In the records that follow, find each line with "SubscriptionPlan" and pull it out.

### INPUT RECORDS
*** Begin section ***

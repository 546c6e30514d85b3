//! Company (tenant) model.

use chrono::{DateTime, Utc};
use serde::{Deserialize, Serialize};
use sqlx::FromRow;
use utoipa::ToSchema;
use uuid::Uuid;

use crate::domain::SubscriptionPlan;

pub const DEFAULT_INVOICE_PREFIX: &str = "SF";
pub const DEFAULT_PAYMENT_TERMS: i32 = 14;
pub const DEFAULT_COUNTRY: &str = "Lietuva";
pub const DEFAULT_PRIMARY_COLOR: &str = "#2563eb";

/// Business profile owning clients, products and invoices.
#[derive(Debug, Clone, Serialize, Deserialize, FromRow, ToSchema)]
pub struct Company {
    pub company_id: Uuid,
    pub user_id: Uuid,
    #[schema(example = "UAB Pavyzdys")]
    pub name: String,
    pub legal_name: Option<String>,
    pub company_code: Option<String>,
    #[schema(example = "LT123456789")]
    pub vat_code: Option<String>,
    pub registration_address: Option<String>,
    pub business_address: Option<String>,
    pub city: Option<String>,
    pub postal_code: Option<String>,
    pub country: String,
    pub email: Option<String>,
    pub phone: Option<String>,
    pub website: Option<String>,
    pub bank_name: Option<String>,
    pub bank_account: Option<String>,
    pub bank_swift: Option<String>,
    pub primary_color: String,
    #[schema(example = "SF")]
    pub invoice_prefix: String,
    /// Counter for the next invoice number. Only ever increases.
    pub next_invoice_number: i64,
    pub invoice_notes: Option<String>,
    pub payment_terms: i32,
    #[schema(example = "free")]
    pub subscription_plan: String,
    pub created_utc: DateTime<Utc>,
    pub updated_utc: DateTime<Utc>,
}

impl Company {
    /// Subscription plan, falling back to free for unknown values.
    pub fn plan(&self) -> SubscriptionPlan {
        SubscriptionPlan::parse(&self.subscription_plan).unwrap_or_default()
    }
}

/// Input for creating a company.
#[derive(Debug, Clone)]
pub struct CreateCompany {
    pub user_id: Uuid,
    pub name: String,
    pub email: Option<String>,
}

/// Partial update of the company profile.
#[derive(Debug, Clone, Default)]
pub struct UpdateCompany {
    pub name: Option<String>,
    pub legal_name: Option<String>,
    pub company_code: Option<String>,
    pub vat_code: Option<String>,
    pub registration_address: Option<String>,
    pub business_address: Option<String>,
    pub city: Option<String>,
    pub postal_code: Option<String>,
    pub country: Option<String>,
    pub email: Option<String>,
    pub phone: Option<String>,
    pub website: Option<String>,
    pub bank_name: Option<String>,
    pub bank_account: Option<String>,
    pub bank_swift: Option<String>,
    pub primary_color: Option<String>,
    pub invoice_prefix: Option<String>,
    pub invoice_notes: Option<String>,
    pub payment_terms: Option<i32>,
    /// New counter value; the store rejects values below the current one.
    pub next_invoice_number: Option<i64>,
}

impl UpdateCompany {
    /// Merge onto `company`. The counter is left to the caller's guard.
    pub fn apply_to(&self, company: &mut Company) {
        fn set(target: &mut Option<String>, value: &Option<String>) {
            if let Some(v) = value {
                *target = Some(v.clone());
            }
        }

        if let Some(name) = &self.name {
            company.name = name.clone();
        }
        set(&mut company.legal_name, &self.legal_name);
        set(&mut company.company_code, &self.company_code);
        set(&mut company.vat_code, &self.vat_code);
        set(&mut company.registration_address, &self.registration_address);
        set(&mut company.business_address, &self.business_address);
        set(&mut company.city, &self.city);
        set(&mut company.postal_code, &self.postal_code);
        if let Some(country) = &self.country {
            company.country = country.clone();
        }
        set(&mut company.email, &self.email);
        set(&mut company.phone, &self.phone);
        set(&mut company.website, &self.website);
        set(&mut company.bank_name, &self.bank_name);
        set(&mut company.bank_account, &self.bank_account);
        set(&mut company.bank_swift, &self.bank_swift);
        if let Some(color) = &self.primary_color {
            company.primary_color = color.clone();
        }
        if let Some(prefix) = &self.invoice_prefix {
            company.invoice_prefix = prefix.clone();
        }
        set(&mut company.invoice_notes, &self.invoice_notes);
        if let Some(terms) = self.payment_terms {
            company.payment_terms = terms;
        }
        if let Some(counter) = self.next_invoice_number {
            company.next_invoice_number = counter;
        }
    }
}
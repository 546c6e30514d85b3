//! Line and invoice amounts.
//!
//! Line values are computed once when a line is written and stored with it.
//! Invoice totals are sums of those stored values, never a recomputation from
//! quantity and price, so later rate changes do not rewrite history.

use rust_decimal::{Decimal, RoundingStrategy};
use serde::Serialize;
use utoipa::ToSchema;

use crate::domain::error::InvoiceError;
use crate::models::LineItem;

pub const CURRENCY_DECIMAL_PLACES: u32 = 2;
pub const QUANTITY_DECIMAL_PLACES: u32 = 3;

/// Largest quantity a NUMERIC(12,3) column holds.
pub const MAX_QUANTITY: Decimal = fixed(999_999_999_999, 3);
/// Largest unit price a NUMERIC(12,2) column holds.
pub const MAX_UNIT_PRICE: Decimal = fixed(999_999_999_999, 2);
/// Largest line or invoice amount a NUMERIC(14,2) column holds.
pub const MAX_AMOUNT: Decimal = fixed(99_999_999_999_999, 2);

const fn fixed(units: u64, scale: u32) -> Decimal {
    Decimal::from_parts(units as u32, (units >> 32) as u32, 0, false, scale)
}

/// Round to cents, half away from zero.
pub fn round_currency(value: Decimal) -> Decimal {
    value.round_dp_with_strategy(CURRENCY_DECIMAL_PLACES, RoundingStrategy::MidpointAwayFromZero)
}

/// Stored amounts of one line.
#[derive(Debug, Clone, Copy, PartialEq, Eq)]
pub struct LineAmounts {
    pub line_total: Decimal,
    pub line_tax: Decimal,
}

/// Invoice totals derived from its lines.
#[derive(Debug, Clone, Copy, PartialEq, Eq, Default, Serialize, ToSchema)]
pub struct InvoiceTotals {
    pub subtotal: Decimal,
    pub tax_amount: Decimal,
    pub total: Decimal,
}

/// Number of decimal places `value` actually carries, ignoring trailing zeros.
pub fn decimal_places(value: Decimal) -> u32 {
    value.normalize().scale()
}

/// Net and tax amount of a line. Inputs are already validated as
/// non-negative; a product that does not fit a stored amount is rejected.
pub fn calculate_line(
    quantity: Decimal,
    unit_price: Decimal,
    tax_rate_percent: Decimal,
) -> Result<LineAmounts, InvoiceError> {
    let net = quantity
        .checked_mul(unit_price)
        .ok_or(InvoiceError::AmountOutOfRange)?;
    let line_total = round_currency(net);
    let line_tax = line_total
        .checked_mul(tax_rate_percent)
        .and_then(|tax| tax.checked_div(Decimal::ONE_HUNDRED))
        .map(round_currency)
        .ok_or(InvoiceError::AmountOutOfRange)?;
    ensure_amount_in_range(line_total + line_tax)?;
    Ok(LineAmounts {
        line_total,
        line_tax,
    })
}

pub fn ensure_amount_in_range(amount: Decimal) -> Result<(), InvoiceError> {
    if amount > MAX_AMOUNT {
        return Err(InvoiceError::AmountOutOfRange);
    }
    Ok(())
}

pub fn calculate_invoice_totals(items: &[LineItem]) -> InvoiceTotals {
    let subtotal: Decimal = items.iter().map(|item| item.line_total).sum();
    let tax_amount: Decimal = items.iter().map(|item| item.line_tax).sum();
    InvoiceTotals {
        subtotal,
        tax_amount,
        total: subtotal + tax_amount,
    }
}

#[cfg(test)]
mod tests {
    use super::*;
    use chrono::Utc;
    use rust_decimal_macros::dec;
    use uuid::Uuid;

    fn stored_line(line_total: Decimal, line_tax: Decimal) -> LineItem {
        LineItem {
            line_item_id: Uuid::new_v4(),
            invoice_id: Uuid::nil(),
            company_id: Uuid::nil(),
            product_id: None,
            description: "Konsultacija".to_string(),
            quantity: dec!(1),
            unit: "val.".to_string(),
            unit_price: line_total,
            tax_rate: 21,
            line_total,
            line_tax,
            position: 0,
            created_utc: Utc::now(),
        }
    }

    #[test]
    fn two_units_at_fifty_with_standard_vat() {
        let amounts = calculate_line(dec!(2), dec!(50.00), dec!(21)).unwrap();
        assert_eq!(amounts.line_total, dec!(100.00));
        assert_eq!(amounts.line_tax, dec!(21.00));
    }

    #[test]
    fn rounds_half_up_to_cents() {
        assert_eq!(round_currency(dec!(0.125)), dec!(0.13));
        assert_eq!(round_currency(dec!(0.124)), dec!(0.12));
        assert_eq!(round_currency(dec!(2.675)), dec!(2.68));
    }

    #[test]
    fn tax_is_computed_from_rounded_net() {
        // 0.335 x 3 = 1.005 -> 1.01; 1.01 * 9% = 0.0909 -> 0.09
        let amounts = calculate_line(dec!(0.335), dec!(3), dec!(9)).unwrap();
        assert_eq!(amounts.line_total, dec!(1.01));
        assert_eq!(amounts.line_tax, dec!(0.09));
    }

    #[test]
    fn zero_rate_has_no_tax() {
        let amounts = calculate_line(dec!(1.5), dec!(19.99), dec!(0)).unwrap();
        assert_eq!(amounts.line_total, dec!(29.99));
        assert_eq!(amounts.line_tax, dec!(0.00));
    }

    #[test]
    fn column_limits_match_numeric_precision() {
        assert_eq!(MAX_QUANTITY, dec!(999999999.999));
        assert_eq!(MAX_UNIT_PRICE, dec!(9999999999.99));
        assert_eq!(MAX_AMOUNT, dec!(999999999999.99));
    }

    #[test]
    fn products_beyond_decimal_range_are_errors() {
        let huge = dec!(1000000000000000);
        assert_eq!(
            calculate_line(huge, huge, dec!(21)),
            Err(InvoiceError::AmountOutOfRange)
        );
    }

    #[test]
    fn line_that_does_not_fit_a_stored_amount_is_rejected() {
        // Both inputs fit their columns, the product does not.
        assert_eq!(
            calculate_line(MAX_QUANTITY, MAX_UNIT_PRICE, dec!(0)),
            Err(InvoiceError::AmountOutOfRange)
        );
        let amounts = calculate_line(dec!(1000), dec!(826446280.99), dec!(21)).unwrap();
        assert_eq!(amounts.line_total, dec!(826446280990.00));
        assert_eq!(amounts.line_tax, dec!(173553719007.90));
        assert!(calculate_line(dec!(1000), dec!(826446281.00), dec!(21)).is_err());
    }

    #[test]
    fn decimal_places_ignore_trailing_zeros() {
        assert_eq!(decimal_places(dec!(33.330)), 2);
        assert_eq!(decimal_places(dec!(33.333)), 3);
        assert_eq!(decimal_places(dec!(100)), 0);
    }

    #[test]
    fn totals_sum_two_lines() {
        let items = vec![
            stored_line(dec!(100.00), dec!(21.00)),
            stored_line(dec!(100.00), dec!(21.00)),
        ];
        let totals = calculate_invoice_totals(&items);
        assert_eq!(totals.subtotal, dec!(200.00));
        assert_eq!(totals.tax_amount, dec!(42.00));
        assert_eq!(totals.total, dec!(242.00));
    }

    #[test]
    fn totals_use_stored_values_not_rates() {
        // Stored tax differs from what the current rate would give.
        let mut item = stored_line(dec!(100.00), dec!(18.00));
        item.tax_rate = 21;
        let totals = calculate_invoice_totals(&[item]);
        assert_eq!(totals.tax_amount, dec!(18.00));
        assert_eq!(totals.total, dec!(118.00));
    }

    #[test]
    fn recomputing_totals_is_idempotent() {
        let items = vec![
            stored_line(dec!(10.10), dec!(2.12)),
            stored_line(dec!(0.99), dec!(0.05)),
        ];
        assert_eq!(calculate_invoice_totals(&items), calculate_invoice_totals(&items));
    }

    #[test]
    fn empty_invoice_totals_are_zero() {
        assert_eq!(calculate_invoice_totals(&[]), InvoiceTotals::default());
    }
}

*** End section ***

### SOLUTION
use crate::domain::SubscriptionPlan;
    pub fn plan(&self) -> SubscriptionPlan {
        SubscriptionPlan::parse(&self.subscription_plan).unwrap_or_default()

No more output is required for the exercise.